Mr. Trump issued another warning to North Korea on Friday with a reference to American weapons as being “locked and loaded.”
“Military solutions are now fully in place, locked and loaded, should North Korea act unwisely. Hopefully Kim Jong Un will find another path!” Mr. Trump wrote on Twitter, a day after his defense secretary said the United States was ready to counter any threat from Pyongyang.
“So with this, people will be on a risk-off now, which will result to strong demand for the T-bills. We’re expecting demand to be maybe twice on the 91- and 182-days also, but for the one year, maybe not as much, probably matching the offer or not more than the offer,” the trader said.
The government raised P15 billion as planned during its last offering of T-bills last July 31 amid strong market appetite for shorter-tenored papers, with total tenders reaching P31.9 billion, more than twice the offer size.
The 91-day T-bills received a total of P15.801 billion in tenders, more than double the programmed P6 billion, with the government fully awarding the papers that were quoted at an average rate of 2.176%. Similarly, the government raised P5 billion as planned from the 182-day securities after banks wanted to buy as much as P7.94 billion. The papers fetched a 2.529% yield.

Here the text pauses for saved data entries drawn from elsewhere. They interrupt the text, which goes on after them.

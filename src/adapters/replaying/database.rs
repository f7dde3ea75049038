//! Replaying adapter for the `Connector` port.

use std::sync::{Arc, Mutex};

use super::extract_result;
use crate::cassette::replayer::CassetteReplayer;
use crate::config::ConnectionSettings;
use crate::ports::{Connection, Connector};

/// Replays recorded connection and statement results from a cassette.
///
/// Connections opened by this connector share its replayer, so a cassette
/// covers any number of connect/close cycles in order.
pub struct ReplayingConnector {
    replayer: Arc<Mutex<CassetteReplayer>>,
    port: &'static str,
}

impl ReplayingConnector {
    /// Creates a replaying connector serving interactions recorded under `port`.
    #[must_use]
    pub fn new(replayer: CassetteReplayer, port: &'static str) -> Self {
        Self { replayer: Arc::new(Mutex::new(replayer)), port }
    }
}

fn next_output(
    replayer: &Mutex<CassetteReplayer>,
    port: &str,
    method: &str,
) -> serde_json::Value {
    let mut replayer = replayer.lock().expect("replayer lock poisoned");
    replayer.next_interaction(port, method).output.clone()
}

impl Connector for ReplayingConnector {
    fn connect(
        &self,
        _settings: &ConnectionSettings,
    ) -> Result<Box<dyn Connection>, Box<dyn std::error::Error + Send + Sync>> {
        let output = next_output(&self.replayer, self.port, "connect");
        extract_result::<()>(&output, "connect")?;
        Ok(Box::new(ReplayingConnection { replayer: Arc::clone(&self.replayer), port: self.port }))
    }
}

struct ReplayingConnection {
    replayer: Arc<Mutex<CassetteReplayer>>,
    port: &'static str,
}

impl Connection for ReplayingConnection {
    fn execute(&mut self, _sql: &str) -> Result<(), Box<dyn std::error::Error + Send + Sync>> {
        extract_result(&next_output(&self.replayer, self.port, "execute"), "execute")
    }

    fn fetch_count(&mut self, _sql: &str) -> Result<u64, Box<dyn std::error::Error + Send + Sync>> {
        extract_result(&next_output(&self.replayer, self.port, "fetch_count"), "fetch_count")
    }

    fn commit(&mut self) -> Result<(), Box<dyn std::error::Error + Send + Sync>> {
        extract_result(&next_output(&self.replayer, self.port, "commit"), "commit")
    }

    fn close(self: Box<Self>) -> Result<(), Box<dyn std::error::Error + Send + Sync>> {
        extract_result(&next_output(&self.replayer, self.port, "close"), "close")
    }
}
//! In-memory port implementations for unit tests.

use std::collections::{HashMap, HashSet};
use std::io;
use std::sync::{Arc, Mutex};

use super::{Connection, Connector, TokenStore};
use crate::config::ConnectionSettings;

/// Shared state behind a [`FakeConnector`] and every connection it opens.
#[derive(Debug, Default)]
pub(crate) struct FakeDb {
    /// Row count returned per exact query text.
    pub counts: HashMap<String, u64>,
    /// Row count for queries not listed in `counts`.
    pub default_count: u64,
    /// When set, `connect` fails with this message.
    pub connect_error: Option<String>,
    /// When set, `execute` fails with this message.
    pub execute_error: Option<String>,
    /// Every call made against the fake, in order.
    pub log: Vec<String>,
}

/// Connector whose connections answer from a [`FakeDb`].
#[derive(Clone, Default)]
pub(crate) struct FakeConnector {
    pub db: Arc<Mutex<FakeDb>>,
}

impl FakeConnector {
    pub fn with_counts<I>(default_count: u64, counts: I) -> Self
    where
        I: IntoIterator<Item = (String, u64)>,
    {
        let db = FakeDb { counts: counts.into_iter().collect(), default_count, ..FakeDb::default() };
        Self { db: Arc::new(Mutex::new(db)) }
    }

    pub fn log(&self) -> Vec<String> {
        self.db.lock().unwrap().log.clone()
    }

    /// Token store whose writes land in this connector's log as `token <path>`.
    pub fn token_store(&self) -> MemTokenStore {
        MemTokenStore { log: Some(Arc::clone(&self.db)), ..MemTokenStore::default() }
    }
}

impl Connector for FakeConnector {
    fn connect(
        &self,
        settings: &ConnectionSettings,
    ) -> Result<Box<dyn Connection>, Box<dyn std::error::Error + Send + Sync>> {
        let mut db = self.db.lock().unwrap();
        db.log.push(format!("connect {}", settings.dbname));
        if let Some(msg) = &db.connect_error {
            return Err(msg.clone().into());
        }
        Ok(Box::new(FakeConnection { db: Arc::clone(&self.db) }))
    }
}

struct FakeConnection {
    db: Arc<Mutex<FakeDb>>,
}

impl Connection for FakeConnection {
    fn execute(&mut self, sql: &str) -> Result<(), Box<dyn std::error::Error + Send + Sync>> {
        let mut db = self.db.lock().unwrap();
        db.log.push(format!("execute {sql}"));
        match &db.execute_error {
            Some(msg) => Err(msg.clone().into()),
            None => Ok(()),
        }
    }

    fn fetch_count(&mut self, sql: &str) -> Result<u64, Box<dyn std::error::Error + Send + Sync>> {
        let mut db = self.db.lock().unwrap();
        db.log.push(format!("fetch {sql}"));
        Ok(db.counts.get(sql).copied().unwrap_or(db.default_count))
    }

    fn commit(&mut self) -> Result<(), Box<dyn std::error::Error + Send + Sync>> {
        self.db.lock().unwrap().log.push("commit".to_string());
        Ok(())
    }

    fn close(self: Box<Self>) -> Result<(), Box<dyn std::error::Error + Send + Sync>> {
        self.db.lock().unwrap().log.push("close".to_string());
        Ok(())
    }
}

/// Token store backed by a set of written paths.
#[derive(Default)]
pub(crate) struct MemTokenStore {
    pub written: Mutex<HashSet<String>>,
    log: Option<Arc<Mutex<FakeDb>>>,
}

impl MemTokenStore {
    pub fn contains(&self, token: &str) -> bool {
        self.written.lock().unwrap().contains(token)
    }
}

impl TokenStore for MemTokenStore {
    fn exists(&self, token: &str) -> Result<bool, Box<dyn std::error::Error + Send + Sync>> {
        Ok(self.contains(token))
    }

    fn write(&self, token: &str) -> Result<(), Box<dyn std::error::Error + Send + Sync>> {
        if let Some(db) = &self.log {
            db.lock().unwrap().log.push(format!("token {token}"));
        }
        self.written.lock().unwrap().insert(token.to_string());
        Ok(())
    }
}

struct CapturedWriter(Arc<Mutex<Vec<u8>>>);

impl io::Write for CapturedWriter {
    fn write(&mut self, buf: &[u8]) -> io::Result<usize> {
        self.0.lock().unwrap().extend_from_slice(buf);
        Ok(buf.len())
    }

    fn flush(&mut self) -> io::Result<()> {
        Ok(())
    }
}

/// Runs `f` under a thread-local subscriber and returns what it logged.
pub(crate) fn capture_logs<R>(f: impl FnOnce() -> R) -> (R, String) {
    let buf = Arc::new(Mutex::new(Vec::new()));
    let sink = Arc::clone(&buf);
    let subscriber = tracing_subscriber::fmt()
        .with_writer(move || CapturedWriter(Arc::clone(&sink)))
        .with_ansi(false)
        .finish();
    let out = tracing::subscriber::with_default(subscriber, f);
    let logs = String::from_utf8_lossy(&buf.lock().unwrap()).into_owned();
    (out, logs)
}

Lastly, the Treasury bureau also fully awarded the 364-day T-bills after total demand reached P9.178 billion, double the P4 billion offer size. The securities were quoted at 2.97%.
At the secondary market on Friday, the three-month, six-month, and one-year papers fetched 2.1953%, 3.0032%, and 3.0721%, respectively.
In contrast, another trader said: “Indication is yields will be five to 10 bps higher across the board versus the previous auction on the back of weaker peso.”
On Friday, the peso closed at P50.98 versus the greenback due to tensions between US and North Korea. This was its weakest finish in almost 11 years or since it ended at P51.05 against the dollar on Aug. 29, 2006.
The local unit also breached the P51-to-the-dollar level intraday last Friday.
“Mostly that’s the only factor because overall, yields on US Treasuries are lower…so market players will likely stay defensive in this auction,” the trader noted.
All papers may be 1.5 times oversubscribed, the trader said.
The government plans to borrow as much as P195 billion from domestic sources this quarter — through offerings of P105 billion worth of T-bills and P90 billion in Treasury bonds — more than the P180 billion programmed in the second quarter.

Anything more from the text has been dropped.